As the Eleventh Circuit has explained, a preliminary injunction is an “extraordinary and drastic remedy” not to be granted unless the movant clearly satisfies the burden of persuasion as to each of the four prerequisites. Siegel, 234 F.3d at 1176 (citing McDonald's Corp. v. Robertson, 147 F.3d 1301, 1306 (11th Cir. 1998)); see also Bloedorn v. Grube, 631 F.3d 1218, 1229 (11th Cir. 2011) (“We begin our analysis with the unremarkable observation that a preliminary injunction in advance of trial is an extraordinary remedy.”); Texas v. Seatrain Int'l, S.A., 518 F.2d 175, 179 (5th Cir.1975) (grant of preliminary injunction “is the exception rather than the rule,” and plaintiff must clearly carry the burden of persuasion). At the preliminary injunction stage, the Court may rely on affidavits and hearsay materials which would not be admissible evidence for a permanent injunction, if the evidence is “appropriate given the character and objectives of the injunctive proceeding.” Levi Strauss & Co. v. Sunrise Int'l Trading Inc., 51 F.3d 982, 985 (11th Cir. 1995) (quoting Asseo v. Pan Am. Grain Co., 805 F.2d 23, 26 (1st Cir. 1986)).
The Eleventh Circuit, in Bonner v.
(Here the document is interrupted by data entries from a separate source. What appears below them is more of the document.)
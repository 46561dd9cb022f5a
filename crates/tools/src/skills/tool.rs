//! `skill_<id>`: validates variables, fills `{{name}}` placeholders, and
//! hands the rendered steps back as the observation.

use super::{Skill, SkillVariable, VariableType};
use crate::naming;
use async_trait::async_trait;
use rago_core::error::ToolError;
use rago_core::schema::{JsonType, PropertySchema, ToolSchema, ValidatedArgs};
use rago_core::tool::{Tool, ToolOutput};
use regex_lite::Regex;
use serde_json::{Map, Value, json};
use std::collections::HashMap;

pub struct SkillTool {
    name: String,
    description: String,
    skill: Skill,
    patterns: HashMap<String, Regex>,
}

impl SkillTool {
    /// Fails only if a variable pattern does not compile.
    pub fn new(skill: Skill) -> Result<Self, regex_lite::Error> {
        let mut patterns = HashMap::new();
        for variable in &skill.variables {
            if let Some(pattern) = &variable.pattern {
                patterns.insert(variable.name.clone(), Regex::new(pattern)?);
            }
        }
        let description = match &skill.category {
            Some(category) => format!("[{category}] {}", skill.description),
            None => skill.description.clone(),
        };
        Ok(Self {
            name: naming::skill_tool_name(&skill.id),
            description,
            skill,
            patterns,
        })
    }

    pub fn skill(&self) -> &Skill {
        &self.skill
    }

    fn property(variable: &SkillVariable) -> PropertySchema {
        let kind = match variable.kind {
            VariableType::String => JsonType::String,
            VariableType::Number => JsonType::Number,
            VariableType::Integer => JsonType::Integer,
            VariableType::Boolean => JsonType::Boolean,
        };
        let mut property = PropertySchema::typed(kind, variable.description.clone());
        property.default = variable.default.clone();
        if let Some(pattern) = &variable.pattern {
            property.extra.insert("pattern".into(), Value::String(pattern.clone()));
        }
        property
    }

    /// Resolve every declared variable: supplied value, else default.
    fn bind(&self, args: &ValidatedArgs) -> Result<Map<String, Value>, ToolError> {
        let mut bound = Map::new();
        for variable in &self.skill.variables {
            let value = args
                .get(&variable.name)
                .filter(|v| !v.is_null())
                .cloned()
                .or_else(|| variable.default.clone());
            let Some(value) = value else {
                if variable.required {
                    return Err(ToolError::invalid_args(
                        &self.name,
                        format!("missing required variable '{}'", variable.name),
                    ));
                }
                continue;
            };
            if let Some(regex) = self.patterns.get(&variable.name) {
                let text = render_value(&value);
                if !regex.is_match(&text) {
                    return Err(ToolError::invalid_args(
                        &self.name,
                        format!(
                            "variable '{}' = '{text}' does not match pattern {}",
                            variable.name,
                            regex.as_str()
                        ),
                    ));
                }
            }
            bound.insert(variable.name.clone(), value);
        }
        Ok(bound)
    }
}

fn render_value(value: &Value) -> String {
    match value {
        Value::String(s) => s.clone(),
        other => other.to_string(),
    }
}

/// Replace `{{name}}` and `{{ name }}`; unknown placeholders are kept.
pub fn substitute(template: &str, vars: &Map<String, Value>) -> String {
    let mut out = String::with_capacity(template.len());
    let mut rest = template;
    while let Some(start) = rest.find("{{") {
        out.push_str(&rest[..start]);
        let after = &rest[start + 2..];
        match after.find("}}") {
            Some(end) => {
                let key = after[..end].trim();
                match vars.get(key) {
                    Some(value) => out.push_str(&render_value(value)),
                    None => out.push_str(&rest[start..start + 2 + end + 2]),
                }
                rest = &after[end + 2..];
            }
            None => {
                out.push_str(&rest[start..]);
                rest = "";
            }
        }
    }
    out.push_str(rest);
    out
}

#[async_trait]
impl Tool for SkillTool {
    fn name(&self) -> &str {
        &self.name
    }

    fn description(&self) -> &str {
        &self.description
    }

    fn schema(&self) -> ToolSchema {
        let mut schema = ToolSchema::object();
        for variable in &self.skill.variables {
            schema = schema.property(variable.name.clone(), Self::property(variable));
            if variable.required && variable.default.is_none() {
                schema = schema.require(variable.name.clone());
            }
        }
        schema
    }

    async fn call(&self, args: ValidatedArgs) -> Result<ToolOutput, ToolError> {
        let vars = self.bind(&args)?;

        let mut text = format!("# Skill: {}\n", self.skill.name);
        if !self.skill.overview.is_empty() {
            text.push('\n');
            text.push_str(&substitute(&self.skill.overview, &vars));
            text.push('\n');
        }
        let steps: Vec<Value> = self
            .skill
            .steps
            .iter()
            .enumerate()
            .map(|(i, step)| {
                let content = substitute(&step.content, &vars);
                text.push_str(&format!("\n{}. {}\n{content}\n", i + 1, step.title));
                json!({"title": step.title, "content": content})
            })
            .collect();
        let command = self.skill.command.as_deref().map(|c| substitute(c, &vars));
        if let Some(command) = &command {
            text.push_str(&format!("\nCommand: {command}\n"));
        }

        Ok(ToolOutput {
            text: text.trim_end().to_string(),
            data: Some(json!({
                "skill": self.skill.id,
                "variables": vars,
                "steps": steps,
                "command": command,
            })),
        })
    }
}

#[cfg(test)]
mod tests {
    use super::*;
    use crate::skills::parse_skill;
    use std::path::Path;

    const DEPLOY: &str = r#"---
name: Deploy
description: Ship a service
category: ops
command: deploy {{service}} --env {{env}}
variables:
  - name: service
    required: true
    pattern: "^[a-z][a-z0-9-]*$"
  - name: env
    default: staging
  - name: replicas
    type: integer
---
## Build
Build {{ service }} for {{env}}.

## Roll out
Roll out {{replicas}} replicas of {{service}}.
"#;

    fn tool() -> SkillTool {
        SkillTool::new(parse_skill("deploy", DEPLOY, Path::new("SKILL.md")).unwrap()).unwrap()
    }

    #[test]
    fn schema_derived_from_variables() {
        let tool = tool();
        assert_eq!(tool.name(), "skill_deploy");
        assert_eq!(tool.description(), "[ops] Ship a service");
        let schema = tool.schema().to_value();
        assert_eq!(schema["required"], json!(["service"]));
        assert_eq!(schema["properties"]["replicas"]["type"], "integer");
        assert_eq!(schema["properties"]["env"]["default"], "staging");
        assert_eq!(schema["properties"]["service"]["pattern"], "^[a-z][a-z0-9-]*$");
    }

    #[tokio::test]
    async fn renders_steps_with_defaults() {
        let tool = tool();
        let args = tool
            .schema()
            .validate(tool.name(), json!({"service": "api"}))
            .unwrap();
        let out = tool.call(args).await.unwrap();
        assert!(out.text.contains("1. Build\nBuild api for staging."));
        // No value and no default: placeholder stays.
        assert!(out.text.contains("Roll out {{replicas}} replicas of api."));
        assert!(out.text.contains("Command: deploy api --env staging"));
        assert_eq!(out.data.unwrap()["variables"]["env"], "staging");
    }

    #[tokio::test]
    async fn pattern_mismatch_is_invalid_args() {
        let tool = tool();
        let args = tool
            .schema()
            .validate(tool.name(), json!({"service": "Bad Name"}))
            .unwrap();
        let err = tool.call(args).await.unwrap_err();
        assert!(matches!(err, ToolError::InvalidArgs { .. }));
    }

    #[tokio::test]
    async fn schema_rejects_wrong_type() {
        let tool = tool();
        let err = tool
            .schema()
            .validate(tool.name(), json!({"service": "api", "replicas": "three"}))
            .unwrap_err();
        assert!(matches!(err, ToolError::InvalidArgs { .. }));
    }

    #[test]
    fn substitute_handles_unterminated() {
        let vars = Map::from_iter([("a".to_string(), json!(1))]);
        assert_eq!(substitute("x {{a}} {{b}} {{", &vars), "x 1 {{b}} {{");
    }
}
City of Prichard, 661 F.2d 1206, 1209 (11th Cir. 1981) (en banc), adopted as precedent decisions of the former Fifth Circuit rendered prior to October 1, 1981.
Thus, Skyjet, as the movant, bears the burden of persuasion as to each of the prerequisites to preliminary injunctive relief. Failure to satisfy any one of the prerequisites requires denial of the injunction. See Wreal, LLC v. Amazon.com, Inc., 840 F.3d 1244, 1248 (11th Cir. 2016).
B. Specific Performance
Because this case is before the Court on diversity grounds, Florida choice-of-law rules apply. See Mazzoni Farms v. E.I. Dupont De Nemours & Co., 166 F.3d 1162, 1164 (11th Cir. 1999) (applying Florida's choice-of-law rules in a diversity case); Attorney's Title Ins. Fund, Inc. v. Regions Bank, 491 F.Supp.2d 1087, 1093 (S.D. Fla. 2007) (Ungaro, J.) (“Florida law indisputably governs the substantive issues in a case where the federal court's jurisdiction is based on diversity of citizenship.”). Moreover, Florida substantive law applies because the Agreement at issue specifies that the laws of the State of Florida shall apply in the construction and interpretation of the Agreement. Agreement at ¶ 18. See Morgan Walton Prop. v. Int'l City Bank & Trust Co., 404 So.2d 1059, 1061 (Fla. 1981) (“Florida's established rule for choice of law governing the validity and interpretation of contracts looks to the law of the place of contracting and the law of the place of performance.”).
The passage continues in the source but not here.